We have all seen the headlines. Violence in Australian schools is on the rise. Whether it’s kids fighting with other kids, or students assaulting teachers and staff, the problem is growing – and it’s growing rapidly.
Here are some shocking statistics:
- 27% of students aged four to nine are bullied at least every few weeks
- In 87% of these cases, onlookers are present yet do nothing
- Bullying is most prevalent around ages five to eight
- Queensland schools have experienced a constant increase in violence of over 100% since 2008
- Over 1000 violent acts against students and teachers are committed each year in our school system
Of course, these statistics still do not tell the whole story. The problem becomes more extensive when we consider the impact on not just the families of the victims, but the families of the perpetrators as well. Violence in schools is a problem that is having an effect on our society as a whole, and if left unchecked it could do long-lasting harm.

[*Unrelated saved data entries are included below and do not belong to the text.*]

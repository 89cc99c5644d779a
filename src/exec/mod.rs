// src/exec/mod.rs

//! Command-backed passes.
//!
//! The scheduler core only knows the [`Action`](crate::dag::Action) trait.
//! This module provides the implementation the `passpool` binary uses:
//!
//! - [`command`] runs a pass's shell command and records its outcome.
//! - [`graph`] turns a validated config into shared, deduplicated actions.

pub mod command;
pub mod graph;

pub use command::CommandAction;
pub use graph::ActionGraph;

/// Recorded outcome of a command-backed pass.
#[derive(Debug, Clone, Copy, PartialEq, Eq)]
pub enum PassStatus {
    Success,
    /// Non-zero exit code, or -1 if the process could not be started or was
    /// killed by a signal.
    Failed(i32),
}
// src/cli.rs

//! CLI argument parsing using `clap`.

use std::path::PathBuf;

use clap::{Parser, ValueEnum};

use crate::config::default_config_path;

/// Command-line arguments for `passpool`.
#[derive(Debug, Clone, Parser)]
#[command(
    name = "passpool",
    version,
    about = "Run a graph of analysis passes across a fixed pool of workers.",
    long_about = None
)]
pub struct CliArgs {
    /// Path to the pass graph (TOML).
    #[arg(long, value_name = "PATH", default_value_os_t = default_config_path())]
    pub config: PathBuf,

    /// Number of workers; overrides `[pool].workers`.
    #[arg(long, value_name = "N", value_parser = clap::value_parser!(u32).range(1..))]
    pub workers: Option<u32>,

    /// Schedule only this pass as a root (instead of the configured roots).
    #[arg(long, value_name = "NAME")]
    pub pass: Option<String>,

    /// Logging level (error, warn, info, debug, trace).
    ///
    /// If omitted, `PASSPOOL_LOG` or a default level will be used.
    #[arg(long, value_enum, value_name = "LEVEL")]
    pub log_level: Option<LogLevel>,

    /// Parse + validate, print each root's plan, but don't run any pass.
    #[arg(long)]
    pub dry_run: bool,
}

/// Log level as exposed on the CLI.
#[derive(Debug, Copy, Clone, ValueEnum)]
pub enum LogLevel {
    Error,
    Warn,
    Info,
    Debug,
    Trace,
}

/// Convenience wrapper around `CliArgs::parse()`.
pub fn parse() -> CliArgs {
    CliArgs::parse()
}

Studies show that more and more children are coming to school with weapons more than ever before. A startling tendency for children to carry knives is being increasingly scrutinized as the rates of stabbings soar. Is the solution simply to put up metal detectors, or is this problem better tackled in another way?
John Toumbourou, the Deakin University Chair of Health Psychology, says he’s sure that metal detectors will not be the most effective way of stopping the assaults.
“You need to get the environment so that young people are aware of how to relate to one another and there’s not alcohol in the background causing unnecessary violent events. In Australia, alcohol use is high amongst adolescents,” he says.
The violence in our school system must be dealt with sooner rather than later. As the assault rates and bullying continue to draw headlines in newspapers across the country, it is imperative that we work toward a solution that gets to the heart of the problem, quickly.